Estreia de Ojou-sama no Geboku vira alvo de críticas, com fãs apontando inconsistências visuais típicas de IA em dezenas de páginas.

Ojou-sama no Geboku, novo mangá estreado no Shonen Jump+, acumulou uma reclamações massiva logo após a publicação do seu primeiro capítulo gratuito. A razão: fãs apontaram, de forma quase unânime, o uso descarado de arte gerada por inteligência artificial em uma extensa sequência de páginas e a Shueisha, editora responsável, segue em silêncio absoluto.

As reclamações partiram praticamente desde os primeiros segundos de leitura. Leitores japoneses identificaram que uma sequência de flashback de nada menos que 20 páginas, dedicada a mostrar os pais e avós dos personagens, carregava os erros visuais clássicos e a estética plástica inconfundível dos geradores de imagem automáticos. As inconsistências de desenho entre um quadrinho e outro foram amplamente documentadas e compartilhadas pelos fãs, que não pouparam críticas tanto ao autor quanto ao departamento editorial da Shueisha por ter aprovado e publicado o material sob um selo tão prestigiado como o do Shonen Jump.

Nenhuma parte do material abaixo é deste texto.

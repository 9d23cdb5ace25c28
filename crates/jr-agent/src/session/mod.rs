//! Streaming session
//!
//! A [`StreamingSession`] serves one browser connection. Its read loop
//! dispatches protocol messages; each applied filter or unit listing starts
//! a run (child process, stdout and stderr readers, process-wait task and a
//! writer loop). Teardown is serialized, and the `active` flag and the
//! terminal `channels_closed` flag make repeated or concurrent closes
//! harmless: at most one close frame is ever sent.
//!
//! # Run lifecycle
//!
//! idle -> process running -> streaming (follow) or buffering (paged) ->
//! idle again once the run is torn down.

mod run;
mod writer;

use std::path::PathBuf;
use std::sync::atomic::{AtomicBool, AtomicU64, Ordering};
use std::sync::Arc;
use std::time::Duration;

use async_trait::async_trait;
use futures::SinkExt;
use tokio::sync::Mutex;
use tokio_util::sync::CancellationToken;

use jr_core::config::AgentConfig;
use jr_core::error::TransportError;
use jr_core::transport::{next_inbound, Frame, FrameSink, FrameStream, Inbound};
use jr_core::{ClientId, JrError, Lifecycle, Severity, Tracked};
use jr_protocol::{Filter, Message};

use crate::journal::{Invocation, OsFlavor, ReadMode};
use run::Run;
use writer::Output;

pub(crate) const MODULE: &str = "journald";

/// Per-session knobs, normally derived from [`AgentConfig`]
#[derive(Debug, Clone)]
pub struct SessionTuning {
    /// Journal reader program
    pub journalctl: PathBuf,
    /// Unit listing program
    pub systemctl: PathBuf,
    /// Unit-list splitting flavor
    pub flavor: OsFlavor,
    /// Upper bound on draining stderr during teardown
    pub stderr_drain_timeout: Duration,
    /// Pause at the end of every teardown
    pub settle_delay: Duration,
    /// Pause applied when the same filter arrives again
    pub same_filter_delay: Duration,
    /// Capacity of the record and stderr queues
    pub channel_capacity: usize,
}

impl SessionTuning {
    /// Derive tuning from the agent configuration
    pub fn from_config(config: &AgentConfig, flavor: OsFlavor) -> Self {
        Self {
            journalctl: config.journalctl.clone(),
            systemctl: config.systemctl.clone(),
            flavor,
            stderr_drain_timeout: config.stderr_drain_timeout,
            settle_delay: config.settle_delay,
            same_filter_delay: config.same_filter_delay,
            channel_capacity: config.record_channel_capacity,
        }
    }
}

impl Default for SessionTuning {
    fn default() -> Self {
        Self::from_config(&AgentConfig::default(), OsFlavor::default())
    }
}

/// Teardown switches
#[derive(Debug, Clone, Copy, Default, PartialEq, Eq)]
pub struct CloseOptions {
    /// Send a close frame and drop the outbound connection
    pub close_conn: bool,
    /// Make the session terminal: stop the read loop, refuse new runs
    pub close_channels: bool,
    /// Surface the journal reader's remaining stderr first
    pub print_stderr: bool,
}

impl CloseOptions {
    /// Close the browser connection
    pub fn connection() -> Self {
        Self {
            close_conn: true,
            ..Self::default()
        }
    }

    /// Close everything; used by registry shutdown and fatal errors
    pub fn terminal() -> Self {
        Self {
            close_conn: true,
            close_channels: true,
            print_stderr: false,
        }
    }
}

/// Which runs a teardown stops
#[derive(Debug, Clone, Copy, PartialEq, Eq)]
pub(crate) enum Scope {
    All,
    Query,
    Units,
    Generation(u64),
}

#[derive(Default)]
struct Runs {
    query: Option<Run>,
    units: Option<Run>,
}

impl Runs {
    fn take(&mut self, scope: Scope) -> Vec<Run> {
        let mut taken = Vec::new();
        let query_matches = |run: &Run| match scope {
            Scope::All | Scope::Query => true,
            Scope::Generation(g) => run.generation == g,
            Scope::Units => false,
        };
        let units_matches = |run: &Run| match scope {
            Scope::All | Scope::Units => true,
            Scope::Generation(g) => run.generation == g,
            Scope::Query => false,
        };
        if self.query.as_ref().is_some_and(query_matches) {
            taken.extend(self.query.take());
        }
        if self.units.as_ref().is_some_and(units_matches) {
            taken.extend(self.units.take());
        }
        taken
    }
}

/// Journal streaming session bound to one browser connection
pub struct StreamingSession {
    id: ClientId,
    tuning: SessionTuning,
    lifecycle: Lifecycle,
    cancel: CancellationToken,
    active: AtomicBool,
    channels_closed: AtomicBool,
    generation: AtomicU64,
    outbound: Mutex<Option<FrameSink>>,
    inbound: Mutex<Option<FrameStream>>,
    filter: Mutex<Option<Filter>>,
    page: Mutex<Vec<String>>,
    runs: Mutex<Runs>,
    teardown_lock: Mutex<()>,
}

impl StreamingSession {
    /// Create a session over an accepted connection
    pub fn new(
        id: ClientId,
        sink: FrameSink,
        stream: FrameStream,
        tuning: SessionTuning,
        lifecycle: Lifecycle,
    ) -> Arc<Self> {
        Arc::new(Self {
            id,
            tuning,
            cancel: lifecycle.root().child_token(),
            lifecycle,
            active: AtomicBool::new(true),
            channels_closed: AtomicBool::new(false),
            generation: AtomicU64::new(0),
            outbound: Mutex::new(Some(sink)),
            inbound: Mutex::new(Some(stream)),
            filter: Mutex::new(None),
            page: Mutex::new(Vec::new()),
            runs: Mutex::new(Runs::default()),
            teardown_lock: Mutex::new(()),
        })
    }

    /// Client ID this session is registered under
    pub fn id(&self) -> &ClientId {
        &self.id
    }

    /// Currently applied filter
    pub async fn current_filter(&self) -> Option<Filter> {
        self.filter.lock().await.clone()
    }

    /// Number of records held for paging
    pub async fn buffered_records(&self) -> usize {
        self.page.lock().await.len()
    }

    /// Inbound message pump; returns once the session stops serving.
    pub async fn run(self: Arc<Self>) {
        let Some(mut inbound) = self.inbound.lock().await.take() else {
            return;
        };
        let reporter = self.lifecycle.reporter().clone();

        loop {
            let next = tokio::select! {
                _ = self.cancel.cancelled() => break,
                next = next_inbound(&mut inbound) => next,
            };

            match next {
                Inbound::Data(frame) => {
                    let Some(bytes) = frame.as_bytes() else {
                        continue;
                    };
                    match Message::decode_slice(bytes) {
                        Ok(message) => self.dispatch(message).await,
                        Err(e) => {
                            reporter.report(MODULE, Severity::Error, &e, false, true);
                            self.close(CloseOptions::connection()).await;
                            break;
                        }
                    }
                    if !self.is_active() {
                        break;
                    }
                }
                Inbound::Closed(reason) => {
                    if self.is_active() {
                        let reason = reason.map(|r| r.to_string()).unwrap_or_default();
                        reporter.info(MODULE, &format!("client {} closed the connection {}", self.id, reason));
                        self.close(CloseOptions::connection()).await;
                    }
                    break;
                }
                Inbound::Abnormal => {
                    if self.is_active() {
                        reporter.warn(MODULE, &format!("client {} vanished without a close frame", self.id));
                        self.close(CloseOptions {
                            print_stderr: true,
                            ..CloseOptions::connection()
                        })
                        .await;
                    }
                    break;
                }
                Inbound::Failed(e) => {
                    if self.is_active() {
                        reporter.error(MODULE, &e);
                        self.close(CloseOptions {
                            print_stderr: true,
                            ..CloseOptions::connection()
                        })
                        .await;
                    }
                    break;
                }
            }
        }
        tracing::debug!("read loop for {} finished", self.id);
    }

    async fn dispatch(self: &Arc<Self>, message: Message) {
        match message {
            Message::UpdateFilter(filter) => self.apply(filter).await,
            Message::ListUnits => self.list_units().await,
            Message::UpdatePage { from, size } => self.request_page(from, size).await,
            Message::Unknown(kind) => self
                .lifecycle
                .reporter()
                .error(MODULE, &format!("unknown message type: {}", kind)),
            other => self.lifecycle.reporter().error(
                MODULE,
                &format!("unsupported message type: {:?}", other.kind()),
            ),
        }
    }

    /// Replace the query. An identical filter is rate-limited instead.
    pub async fn apply(self: &Arc<Self>, filter: Filter) {
        if self.filter.lock().await.as_ref() == Some(&filter) {
            tokio::time::sleep(self.tuning.same_filter_delay).await;
            return;
        }

        if self.runs.lock().await.query.is_some() {
            self.teardown(CloseOptions::default(), Scope::Query).await;
        }

        *self.filter.lock().await = Some(filter.clone());
        self.page.lock().await.clear();

        let (invocation, issue) = Invocation::journal(&self.tuning.journalctl, &filter);
        if let Some(issue) = issue {
            self.lifecycle.reporter().error(MODULE, &issue);
        }
        self.launch(invocation).await;
    }

    /// Start the unit listing
    pub async fn list_units(self: &Arc<Self>) {
        if self.runs.lock().await.units.is_some() {
            self.teardown(CloseOptions::default(), Scope::Units).await;
        }
        self.launch(Invocation::units(&self.tuning.systemctl)).await;
    }

    /// Push `[from, from + size)` of the buffered result to the writer.
    ///
    /// Ignored when nothing is buffered. The buffer belongs to the running
    /// query and is cleared when that query is torn down.
    pub async fn request_page(&self, from: i64, size: i64) {
        let (hits, total) = {
            let page = self.page.lock().await;
            if page.is_empty() {
                return;
            }
            let (start, end) = Filter::paged(from, size).page_bounds(page.len());
            (page[start..end].to_vec(), page.len())
        };

        if let Some(filter) = self.filter.lock().await.as_mut() {
            filter.from = from;
            filter.size = size;
        }

        let records = self.runs.lock().await.query.as_ref().map(Run::records);
        let delivered = match records {
            Some(records) => records.send(Output::Slice { hits, total }).await.is_ok(),
            None => false,
        };
        if !delivered {
            self.lifecycle.reporter().warn(
                MODULE,
                &format!("page request from {} dropped: no query is running", self.id),
            );
        }
    }

    async fn launch(self: &Arc<Self>, invocation: Invocation) {
        if self.channels_closed.load(Ordering::SeqCst) {
            return;
        }
        let generation = self.generation.fetch_add(1, Ordering::SeqCst) + 1;
        let mode = invocation.mode;

        // Held across the start so an early exit cannot tear down a run
        // that has not been stored yet.
        let mut runs = self.runs.lock().await;
        match Run::start(self, invocation, generation) {
            Ok(run) => match mode {
                ReadMode::Units => runs.units = Some(run),
                ReadMode::Follow | ReadMode::Paged => runs.query = Some(run),
            },
            Err(e) => {
                drop(runs);
                self.lifecycle.reporter().error(MODULE, &e);
                self.close(CloseOptions::connection()).await;
            }
        }
    }

    /// Tear the session (or parts of it) down; see [`CloseOptions`].
    pub async fn close(&self, options: CloseOptions) {
        self.teardown(options, Scope::All).await;
    }

    pub(crate) async fn teardown(&self, options: CloseOptions, scope: Scope) {
        let _serial = self.teardown_lock.lock().await;

        if options.close_conn && self.active.swap(false, Ordering::SeqCst) {
            self.close_connection().await;
        }

        let runs = self.runs.lock().await.take(scope);
        if runs.iter().any(|run| run.mode != ReadMode::Units) {
            self.page.lock().await.clear();
        }
        for run in runs {
            tracing::debug!("stopping {:?} run {} of {}", run.mode, run.generation, self.id);
            run.stop(
                options.print_stderr,
                self.tuning.stderr_drain_timeout,
                self.lifecycle.reporter(),
            )
            .await;
        }

        if options.close_channels && !self.channels_closed.swap(true, Ordering::SeqCst) {
            self.cancel.cancel();
            self.page.lock().await.clear();
        }

        tokio::time::sleep(self.tuning.settle_delay).await;
    }

    async fn close_connection(&self) {
        let Some(mut sink) = self.outbound.lock().await.take() else {
            return;
        };
        if let Err(e) = sink.send(Frame::close_normal("")).await {
            tracing::debug!("close frame to {} not delivered: {}", self.id, e);
        }
        let _ = sink.close().await;
    }

    pub(crate) async fn send_message(&self, message: &Message) -> Result<(), JrError> {
        let text = message.encode()?;
        let mut outbound = self.outbound.lock().await;
        let sink = outbound.as_mut().ok_or(TransportError::Closed)?;
        sink.send(Frame::Text(text)).await?;
        Ok(())
    }

    pub(crate) async fn page_window(&self) -> (i64, i64) {
        self.filter
            .lock()
            .await
            .as_ref()
            .map(|f| (f.from, f.size))
            .unwrap_or_default()
    }

    pub(crate) async fn store_page(&self, lines: Vec<String>) {
        *self.page.lock().await = lines;
    }

    /// Whether the browser connection is still served
    pub fn is_active(&self) -> bool {
        self.active.load(Ordering::SeqCst)
    }
}

#[async_trait]
impl Tracked for StreamingSession {
    fn is_active(&self) -> bool {
        StreamingSession::is_active(self)
    }

    async fn shutdown(&self) {
        self.close(CloseOptions::terminal()).await;
    }
}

Discussão sobre o futuro da IA no mangá

Uma minoria de leitores tentou adotar uma postura mais tolerante, argumentando que o uso de IA para fundos ou personagens secundários poderia ser aceitável no futuro da indústria. No entanto, a esmagadora maioria não compactuou com essa visão. O consenso geral foi de que o estilo visual do capítulo carece de alma e cria um ruído visual que compromete completamente a imersão na história.

O debate toca em uma ferida real do mercado de mangá: a pressão absurda que os criadores enfrentam para cumprir deadlines semanais. Ainda assim, para boa parte do fandom, isso não justifica entregar ao leitor uma obra que aparentemente substituiu páginas inteiras de trabalho humano por saídas de algoritmos.

Apesar do volume de críticas, o primeiro capítulo de Ojou-sama no Geboku permanece disponível normalmente no aplicativo. O time editorial da Shueisha não emitiu nenhuma nota ou resposta pública até o momento, deixando os fãs sem qualquer clareza sobre a existência ou não de uma política interna contra o uso de ferramentas de geração de imagem por IA em obras serializadas na plataforma.